(Stored items)
####################

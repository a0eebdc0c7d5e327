//! Meme session editing handlers: sessions, catalog, sources, lines, style.

use axum::{
    Json,
    extract::{Multipart, Path, State},
    http::StatusCode,
};
use serde::{Deserialize, Serialize};
use std::sync::Arc;
use tracing::info;
use uuid::Uuid;

use crate::catalog::{Catalog, Direction, TemplateDescriptor};
use crate::overlay::{FontFamily, PreviewRect, StyleUpdate, TextPosition};
use crate::session::{MemeSession, SessionSnapshot};
use crate::source::remote::validate_url;
use crate::source::{ActiveImageSource, accept_upload, parse_data_url};

use super::super::state::AppState;
use super::{ApiError, api_error, bad_request, with_session};

/// Response from session creation.
#[derive(Debug, Serialize)]
pub struct CreatedSession {
    pub id: String,
    pub session: SessionSnapshot,
}

/// POST /api/sessions - Start a session with a freshly loaded catalog.
pub async fn create(State(state): State<Arc<AppState>>) -> Result<(StatusCode, Json<CreatedSession>), ApiError> {
    let catalog = Catalog::load(state.templates.as_ref()).await;
    let session = MemeSession::new(catalog);
    let snapshot = session.snapshot();
    let template_count = session.catalog().len();
    let id = Uuid::new_v4();
    state.sessions.write().await.insert(id, session);
    info!(target: "server", "Session {} created ({} templates)", id, template_count);
    Ok((
        StatusCode::CREATED,
        Json(CreatedSession {
            id: id.to_string(),
            session: snapshot,
        }),
    ))
}

/// GET /api/sessions/:id
pub async fn snapshot(
    State(state): State<Arc<AppState>>,
    Path(id): Path<String>,
) -> Result<Json<SessionSnapshot>, ApiError> {
    with_session(&state, &id, |s| Ok(s.snapshot())).await.map(Json)
}

/// Visible carousel page.
#[derive(Debug, Serialize)]
pub struct TemplatePage {
    pub page: usize,
    pub total_pages: usize,
    pub templates: Vec<TemplateDescriptor>,
}

/// GET /api/sessions/:id/templates
pub async fn templates(
    State(state): State<Arc<AppState>>,
    Path(id): Path<String>,
) -> Result<Json<TemplatePage>, ApiError> {
    with_session(&state, &id, |s| {
        let catalog = s.catalog();
        Ok(TemplatePage {
            page: catalog.page(),
            total_pages: catalog.total_pages(),
            templates: catalog.visible().to_vec(),
        })
    })
    .await
    .map(Json)
}

#[derive(Debug, Deserialize)]
pub struct NavigateRequest {
    pub direction: Direction,
}

/// POST /api/sessions/:id/templates/navigate
pub async fn navigate(
    State(state): State<Arc<AppState>>,
    Path(id): Path<String>,
    Json(req): Json<NavigateRequest>,
) -> Result<Json<SessionSnapshot>, ApiError> {
    with_session(&state, &id, |s| {
        s.navigate(req.direction);
        Ok(s.snapshot())
    })
    .await
    .map(Json)
}

#[derive(Debug, Deserialize)]
pub struct SelectTemplateRequest {
    pub id: String,
}

/// POST /api/sessions/:id/source/template
pub async fn select_template(
    State(state): State<Arc<AppState>>,
    Path(id): Path<String>,
    Json(req): Json<SelectTemplateRequest>,
) -> Result<Json<SessionSnapshot>, ApiError> {
    with_session(&state, &id, |s| {
        s.select_template(&req.id)?;
        Ok(s.snapshot())
    })
    .await
    .map(Json)
}

/// POST /api/sessions/:id/source/upload - Multipart `image` file or `data_url` text.
pub async fn upload(
    State(state): State<Arc<AppState>>,
    Path(id): Path<String>,
    mut multipart: Multipart,
) -> Result<Json<SessionSnapshot>, ApiError> {
    let mut received: Option<(String, Option<String>, Vec<u8>)> = None;

    while let Some(field) = multipart
        .next_field()
        .await
        .map_err(|e| bad_request(format!("Multipart error: {}", e)))?
    {
        match field.name().unwrap_or("") {
            "image" => {
                let filename = field.file_name().unwrap_or("upload").to_string();
                let mime = field.content_type().map(str::to_string);
                let bytes = field
                    .bytes()
                    .await
                    .map_err(|e| bad_request(format!("Failed to read image: {}", e)))?;
                received = Some((filename, mime, bytes.to_vec()));
                break;
            }
            "data_url" => {
                let text = field
                    .text()
                    .await
                    .map_err(|e| bad_request(format!("Failed to read data URL: {}", e)))?;
                let (mime, bytes) = parse_data_url(&text).map_err(api_error)?;
                received = Some(("upload".to_string(), Some(mime), bytes));
                break;
            }
            _ => {}
        }
    }

    let (filename, mime, bytes) = received.ok_or_else(|| bad_request("Please select an image file"))?;
    let upload = accept_upload(&filename, mime.as_deref(), bytes).map_err(api_error)?;

    with_session(&state, &id, move |s| {
        s.use_upload(upload);
        Ok(s.snapshot())
    })
    .await
    .map(Json)
}

#[derive(Debug, Deserialize)]
pub struct UrlRequest {
    pub url: String,
}

/// POST /api/sessions/:id/source/url
///
/// The URL is resolved without holding the session. A newer source change
/// made meanwhile wins and this request answers 409. A rejected URL leaves the
/// session untouched.
pub async fn load_url(
    State(state): State<Arc<AppState>>,
    Path(id): Path<String>,
    Json(req): Json<UrlRequest>,
) -> Result<Json<SessionSnapshot>, ApiError> {
    validate_url(&req.url).map_err(api_error)?;
    let ticket = with_session(&state, &id, |s| Ok(s.begin_source_change())).await?;
    let remote = state.resolver.resolve(&req.url).await.map_err(api_error)?;
    with_session(&state, &id, move |s| {
        s.commit_source(ticket, ActiveImageSource::Remote(remote))?;
        Ok(s.snapshot())
    })
    .await
    .map(Json)
}

#[derive(Debug, Deserialize)]
pub struct TextRequest {
    pub text: String,
}

/// PUT /api/sessions/:id/lines/:index/text
pub async fn update_text(
    State(state): State<Arc<AppState>>,
    Path((id, index)): Path<(String, usize)>,
    Json(req): Json<TextRequest>,
) -> Result<Json<SessionSnapshot>, ApiError> {
    with_session(&state, &id, move |s| {
        s.update_text(index, req.text)?;
        Ok(s.snapshot())
    })
    .await
    .map(Json)
}

#[derive(Debug, Deserialize)]
pub struct RotationRequest {
    pub degrees: f32,
}

#[derive(Debug, Serialize)]
pub struct RotationResponse {
    pub rotation: f32,
}

/// PUT /api/sessions/:id/lines/:index/rotation
pub async fn set_rotation(
    State(state): State<Arc<AppState>>,
    Path((id, index)): Path<(String, usize)>,
    Json(req): Json<RotationRequest>,
) -> Result<Json<RotationResponse>, ApiError> {
    with_session(&state, &id, |s| s.set_rotation(index, req.degrees))
        .await
        .map(|rotation| Json(RotationResponse { rotation }))
}

#[derive(Debug, Deserialize)]
pub struct DragBeginRequest {
    pub index: usize,
}

/// POST /api/sessions/:id/drag/begin
pub async fn drag_begin(
    State(state): State<Arc<AppState>>,
    Path(id): Path<String>,
    Json(req): Json<DragBeginRequest>,
) -> Result<StatusCode, ApiError> {
    with_session(&state, &id, |s| s.begin_drag(req.index)).await?;
    Ok(StatusCode::NO_CONTENT)
}

#[derive(Debug, Deserialize)]
pub struct DragMoveRequest {
    pub x: f32,
    pub y: f32,
    pub rect: PreviewRect,
}

#[derive(Debug, Serialize)]
pub struct DragMoveResponse {
    /// `None` when no line is being dragged.
    pub position: Option<TextPosition>,
}

/// POST /api/sessions/:id/drag/move
pub async fn drag_move(
    State(state): State<Arc<AppState>>,
    Path(id): Path<String>,
    Json(req): Json<DragMoveRequest>,
) -> Result<Json<DragMoveResponse>, ApiError> {
    with_session(&state, &id, |s| Ok(s.pointer_move(req.x, req.y, req.rect)))
        .await
        .map(|position| Json(DragMoveResponse { position }))
}

/// POST /api/sessions/:id/drag/end
pub async fn drag_end(State(state): State<Arc<AppState>>, Path(id): Path<String>) -> Result<StatusCode, ApiError> {
    with_session(&state, &id, |s| {
        s.end_drag();
        Ok(())
    })
    .await?;
    Ok(StatusCode::NO_CONTENT)
}

/// PUT /api/sessions/:id/style
pub async fn update_style(
    State(state): State<Arc<AppState>>,
    Path(id): Path<String>,
    Json(update): Json<StyleUpdate>,
) -> Result<Json<SessionSnapshot>, ApiError> {
    with_session(&state, &id, |s| {
        s.apply_style(&update);
        Ok(s.snapshot())
    })
    .await
    .map(Json)
}

/// Font picker entry.
#[derive(Debug, Serialize)]
pub struct FontInfo {
    pub id: &'static str,
    pub name: &'static str,
    pub css: &'static str,
}

/// GET /api/fonts
pub async fn fonts() -> Json<Vec<FontInfo>> {
    Json(
        FontFamily::all()
            .iter()
            .map(|f| FontInfo {
                id: f.name(),
                name: f.display_name(),
                css: f.css_stack(),
            })
            .collect(),
    )
}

####################

_Problem to work on_
Search the entries for the word "filename", then list each line that holds it.

_Answer below_
                let filename = field.file_name().unwrap_or("upload").to_string();
                received = Some((filename, mime, bytes.to_vec()));
    let (filename, mime, bytes) = received.ok_or_else(|| bad_request("Please select an image file"))?;
    let upload = accept_upload(&filename, mime.as_deref(), bytes).map_err(api_error)?;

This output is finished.